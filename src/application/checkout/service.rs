//! Checkout saga
//!
//! pending order → charge → confirm → clear cart. Every step leaves a
//! record behind: a failed charge marks the order `FAILED` and keeps the
//! cart, a failed cart cleanup leaves the paid order standing.

use std::sync::Arc;

use tracing::{error, info, warn};

use crate::application::{owner_or_permitted, require_user, RequestContext};
use crate::domain::{
    cart_total, ChargeRequest, DomainError, DomainResult, NewOrder, NewOrderItem, Order,
    OrderStatus, PaymentGateway, Permission, RepositoryProvider,
};
use crate::shared::{retry_with_backoff, RetryConfig};

#[derive(Debug, Clone)]
pub struct CheckoutSettings {
    /// ISO 4217 code sent to the payment processor.
    pub currency: String,
    pub cleanup_retry: RetryConfig,
}

impl Default for CheckoutSettings {
    fn default() -> Self {
        Self {
            currency: "USD".to_string(),
            cleanup_retry: RetryConfig::default(),
        }
    }
}

pub struct CheckoutService {
    repos: Arc<dyn RepositoryProvider>,
    payments: Arc<dyn PaymentGateway>,
    settings: CheckoutSettings,
}

fn record_outcome(outcome: &'static str) {
    metrics::counter!("storefront_checkouts_total", "outcome" => outcome).increment(1);
}

impl CheckoutService {
    pub fn new(
        repos: Arc<dyn RepositoryProvider>,
        payments: Arc<dyn PaymentGateway>,
        settings: CheckoutSettings,
    ) -> Self {
        Self {
            repos,
            payments,
            settings,
        }
    }

    pub async fn create_order(&self, ctx: &RequestContext, token: &str) -> DomainResult<Order> {
        let caller = require_user(ctx)?;
        if token.trim().is_empty() {
            return Err(DomainError::Validation("token: must not be empty".into()));
        }

        let lines = self.repos.cart().lines_for_user(&caller.id).await?;
        if lines.is_empty() {
            return Err(DomainError::Validation("Your cart is empty".into()));
        }
        let total = cart_total(&lines)?;

        let pending = self
            .repos
            .orders()
            .create_pending(NewOrder {
                user_id: caller.id.clone(),
                total,
                items: lines.iter().map(NewOrderItem::snapshot).collect(),
            })
            .await?;
        info!(
            order_id = %pending.id,
            user_id = %caller.id,
            total,
            lines = lines.len(),
            "Pending order recorded"
        );

        let charge = match self
            .payments
            .charge(ChargeRequest {
                amount: total,
                currency: self.settings.currency.clone(),
                source: token.to_string(),
                idempotency_key: pending.id.clone(),
                description: Some(format!("Sick Fits order {}", pending.id)),
            })
            .await
        {
            Ok(charge) => charge,
            Err(e) => {
                warn!(order_id = %pending.id, error = %e, "Charge failed, order marked FAILED");
                record_outcome("declined");
                if let Err(mark_err) = self.repos.orders().mark_failed(&pending.id).await {
                    error!(order_id = %pending.id, error = %mark_err, "Could not mark order FAILED");
                }
                return Err(e);
            }
        };

        if charge.amount != total {
            warn!(
                order_id = %pending.id,
                expected = total,
                captured = charge.amount,
                "Captured amount differs from cart total"
            );
        }

        let order = match self
            .repos
            .orders()
            .confirm(&pending.id, &charge.id, charge.amount)
            .await
        {
            Ok(order) => order,
            Err(e) => {
                // Money moved but the order is still PENDING; the charge id is
                // needed to reconcile by hand.
                error!(
                    order_id = %pending.id,
                    charge_id = %charge.id,
                    error = %e,
                    "Charge captured but order confirmation failed"
                );
                record_outcome("unconfirmed");
                return Err(e);
            }
        };

        let cart = self.repos.cart();
        let cleared = retry_with_backoff(
            self.settings.cleanup_retry.clone(),
            || cart.clear_for_user(&caller.id),
            DomainError::is_transient,
            "clear_cart",
        )
        .await;
        if let Err(e) = cleared {
            error!(order_id = %order.id, user_id = %caller.id, error = %e, "Cart cleanup failed");
        }

        record_outcome("paid");
        info!(
            order_id = %order.id,
            charge_id = %charge.id,
            total = order.total,
            "Order paid"
        );
        Ok(order)
    }

    /// Visible to the owner and to ADMIN.
    pub async fn order(&self, ctx: &RequestContext, id: &str) -> DomainResult<Order> {
        let caller = require_user(ctx)?;
        let order = self
            .repos
            .orders()
            .find_by_id(id)
            .await?
            .ok_or_else(|| DomainError::not_found("Order", "id", id))?;
        owner_or_permitted(caller, &order.user_id, &[Permission::Admin])?;
        Ok(order)
    }

    /// The caller's paid orders, newest first.
    pub async fn orders(&self, ctx: &RequestContext) -> DomainResult<Vec<Order>> {
        let caller = require_user(ctx)?;
        self.repos
            .orders()
            .list_for_user(&caller.id, Some(OrderStatus::Paid))
            .await
    }
}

EXERCISE GOAL:
A single number is the expected answer: how many lines of the entries contain "RepositoryProvider".

RESULT FOR THIS EXERCISE:
3